● **What you need to do**
Among the entries below, extract exactly the lines that run from the one with "background refresh task" through the one with "spawning. Ticks never", both ends included.

(Collected data entries)
+++++

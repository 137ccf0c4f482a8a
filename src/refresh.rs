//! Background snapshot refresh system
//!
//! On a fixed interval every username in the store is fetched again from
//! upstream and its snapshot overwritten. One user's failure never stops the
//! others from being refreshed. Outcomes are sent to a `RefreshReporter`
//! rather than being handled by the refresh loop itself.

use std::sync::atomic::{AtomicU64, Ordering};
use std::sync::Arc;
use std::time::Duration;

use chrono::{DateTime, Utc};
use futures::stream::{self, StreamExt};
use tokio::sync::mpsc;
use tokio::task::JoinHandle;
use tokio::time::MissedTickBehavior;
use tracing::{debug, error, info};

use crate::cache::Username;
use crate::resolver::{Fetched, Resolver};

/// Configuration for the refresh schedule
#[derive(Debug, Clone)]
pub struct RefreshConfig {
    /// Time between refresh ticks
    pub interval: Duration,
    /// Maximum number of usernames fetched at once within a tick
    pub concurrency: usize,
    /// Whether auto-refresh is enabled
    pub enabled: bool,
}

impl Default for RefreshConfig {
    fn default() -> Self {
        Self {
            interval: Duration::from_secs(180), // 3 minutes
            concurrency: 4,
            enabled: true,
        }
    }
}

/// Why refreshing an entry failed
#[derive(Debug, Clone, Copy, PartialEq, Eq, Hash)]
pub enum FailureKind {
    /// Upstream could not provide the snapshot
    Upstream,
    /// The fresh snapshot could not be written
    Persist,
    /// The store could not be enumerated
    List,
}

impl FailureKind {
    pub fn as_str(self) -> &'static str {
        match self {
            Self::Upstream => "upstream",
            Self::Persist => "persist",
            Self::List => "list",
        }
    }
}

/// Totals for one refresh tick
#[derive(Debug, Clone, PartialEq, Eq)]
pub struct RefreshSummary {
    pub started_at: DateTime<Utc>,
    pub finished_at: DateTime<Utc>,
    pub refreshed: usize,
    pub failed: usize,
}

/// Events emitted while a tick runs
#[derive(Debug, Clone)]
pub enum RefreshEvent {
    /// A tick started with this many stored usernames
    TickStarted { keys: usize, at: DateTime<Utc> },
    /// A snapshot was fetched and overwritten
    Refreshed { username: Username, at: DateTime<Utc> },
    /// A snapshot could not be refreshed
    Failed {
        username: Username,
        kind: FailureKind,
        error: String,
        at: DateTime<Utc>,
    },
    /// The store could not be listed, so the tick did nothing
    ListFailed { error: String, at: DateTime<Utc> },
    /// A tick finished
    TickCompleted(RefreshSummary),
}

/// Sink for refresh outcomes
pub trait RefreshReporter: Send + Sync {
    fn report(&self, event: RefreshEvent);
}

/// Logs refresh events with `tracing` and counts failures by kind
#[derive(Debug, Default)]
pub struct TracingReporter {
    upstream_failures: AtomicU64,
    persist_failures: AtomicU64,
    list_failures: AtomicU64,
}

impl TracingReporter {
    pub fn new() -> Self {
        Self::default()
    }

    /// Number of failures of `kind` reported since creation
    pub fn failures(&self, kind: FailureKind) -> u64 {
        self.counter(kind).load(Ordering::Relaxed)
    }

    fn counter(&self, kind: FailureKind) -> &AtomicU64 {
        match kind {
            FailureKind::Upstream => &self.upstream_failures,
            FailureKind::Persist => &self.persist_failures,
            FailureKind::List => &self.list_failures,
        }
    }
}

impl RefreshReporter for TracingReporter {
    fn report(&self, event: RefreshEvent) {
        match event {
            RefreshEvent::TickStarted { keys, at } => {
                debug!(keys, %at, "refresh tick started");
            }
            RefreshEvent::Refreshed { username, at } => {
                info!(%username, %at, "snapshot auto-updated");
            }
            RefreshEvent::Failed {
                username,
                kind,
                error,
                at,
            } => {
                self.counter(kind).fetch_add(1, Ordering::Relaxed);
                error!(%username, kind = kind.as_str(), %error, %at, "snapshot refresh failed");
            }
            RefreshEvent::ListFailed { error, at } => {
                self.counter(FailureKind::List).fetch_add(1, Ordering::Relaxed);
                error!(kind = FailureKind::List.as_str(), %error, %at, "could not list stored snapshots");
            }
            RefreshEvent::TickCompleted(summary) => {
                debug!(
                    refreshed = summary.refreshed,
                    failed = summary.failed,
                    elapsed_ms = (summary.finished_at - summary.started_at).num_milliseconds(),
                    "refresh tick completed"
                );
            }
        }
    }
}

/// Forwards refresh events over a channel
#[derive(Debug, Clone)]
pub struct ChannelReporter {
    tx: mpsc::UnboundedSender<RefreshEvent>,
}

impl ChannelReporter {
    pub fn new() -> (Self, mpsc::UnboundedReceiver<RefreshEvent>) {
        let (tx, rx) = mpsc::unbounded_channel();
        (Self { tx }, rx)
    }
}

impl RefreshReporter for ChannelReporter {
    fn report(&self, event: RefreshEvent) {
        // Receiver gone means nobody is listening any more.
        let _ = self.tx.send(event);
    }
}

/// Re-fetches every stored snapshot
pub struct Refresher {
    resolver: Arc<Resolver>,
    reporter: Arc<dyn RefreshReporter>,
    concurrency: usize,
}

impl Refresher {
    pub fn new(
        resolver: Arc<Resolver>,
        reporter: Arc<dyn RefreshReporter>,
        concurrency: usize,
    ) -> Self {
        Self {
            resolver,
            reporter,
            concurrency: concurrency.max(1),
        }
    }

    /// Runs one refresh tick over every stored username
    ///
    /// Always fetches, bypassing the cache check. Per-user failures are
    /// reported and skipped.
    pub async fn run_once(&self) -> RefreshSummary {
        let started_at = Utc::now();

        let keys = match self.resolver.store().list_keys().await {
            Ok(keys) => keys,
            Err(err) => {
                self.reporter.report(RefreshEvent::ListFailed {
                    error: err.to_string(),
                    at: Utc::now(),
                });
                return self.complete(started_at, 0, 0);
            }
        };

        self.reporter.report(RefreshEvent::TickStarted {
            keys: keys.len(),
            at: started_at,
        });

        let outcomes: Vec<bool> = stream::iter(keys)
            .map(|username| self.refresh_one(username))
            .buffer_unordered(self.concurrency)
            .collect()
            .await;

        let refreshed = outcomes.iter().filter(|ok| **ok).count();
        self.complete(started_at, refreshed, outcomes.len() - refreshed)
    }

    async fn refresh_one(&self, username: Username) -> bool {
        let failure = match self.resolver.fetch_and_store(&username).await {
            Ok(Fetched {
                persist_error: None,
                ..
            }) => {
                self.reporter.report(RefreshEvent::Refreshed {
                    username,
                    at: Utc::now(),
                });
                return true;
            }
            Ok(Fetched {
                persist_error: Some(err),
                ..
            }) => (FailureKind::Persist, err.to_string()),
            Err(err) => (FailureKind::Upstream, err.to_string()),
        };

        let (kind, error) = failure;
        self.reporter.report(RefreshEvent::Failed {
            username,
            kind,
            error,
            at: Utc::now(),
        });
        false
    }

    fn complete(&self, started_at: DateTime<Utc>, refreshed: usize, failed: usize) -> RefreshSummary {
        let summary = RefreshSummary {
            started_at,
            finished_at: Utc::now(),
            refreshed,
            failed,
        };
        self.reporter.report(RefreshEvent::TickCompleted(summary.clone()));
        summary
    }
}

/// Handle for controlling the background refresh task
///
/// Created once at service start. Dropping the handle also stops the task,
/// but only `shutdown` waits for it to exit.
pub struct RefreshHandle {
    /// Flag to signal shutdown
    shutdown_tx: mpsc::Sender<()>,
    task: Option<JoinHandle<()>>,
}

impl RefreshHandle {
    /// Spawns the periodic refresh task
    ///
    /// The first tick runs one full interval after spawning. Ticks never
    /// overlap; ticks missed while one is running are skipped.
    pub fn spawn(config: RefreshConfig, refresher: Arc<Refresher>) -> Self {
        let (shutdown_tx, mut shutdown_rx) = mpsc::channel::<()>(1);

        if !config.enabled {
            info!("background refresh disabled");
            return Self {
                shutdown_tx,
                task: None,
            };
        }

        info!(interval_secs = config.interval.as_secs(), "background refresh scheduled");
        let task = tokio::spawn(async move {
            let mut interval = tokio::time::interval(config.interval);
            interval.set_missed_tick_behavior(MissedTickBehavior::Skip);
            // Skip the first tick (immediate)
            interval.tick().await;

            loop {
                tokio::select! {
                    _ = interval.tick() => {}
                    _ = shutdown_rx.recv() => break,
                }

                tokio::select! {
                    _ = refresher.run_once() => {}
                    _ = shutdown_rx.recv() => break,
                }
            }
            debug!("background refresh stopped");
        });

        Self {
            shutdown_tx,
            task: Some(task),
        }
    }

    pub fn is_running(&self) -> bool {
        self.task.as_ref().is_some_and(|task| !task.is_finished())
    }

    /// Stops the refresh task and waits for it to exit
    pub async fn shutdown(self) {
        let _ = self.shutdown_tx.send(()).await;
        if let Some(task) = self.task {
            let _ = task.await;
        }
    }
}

+++++

● **Solution for this problem**
/// Handle for controlling the background refresh task
///
/// Created once at service start. Dropping the handle also stops the task,
/// but only `shutdown` waits for it to exit.
pub struct RefreshHandle {
    /// Flag to signal shutdown
    shutdown_tx: mpsc::Sender<()>,
    task: Option<JoinHandle<()>>,
}

impl RefreshHandle {
    /// Spawns the periodic refresh task
    ///
    /// The first tick runs one full interval after spawning. Ticks never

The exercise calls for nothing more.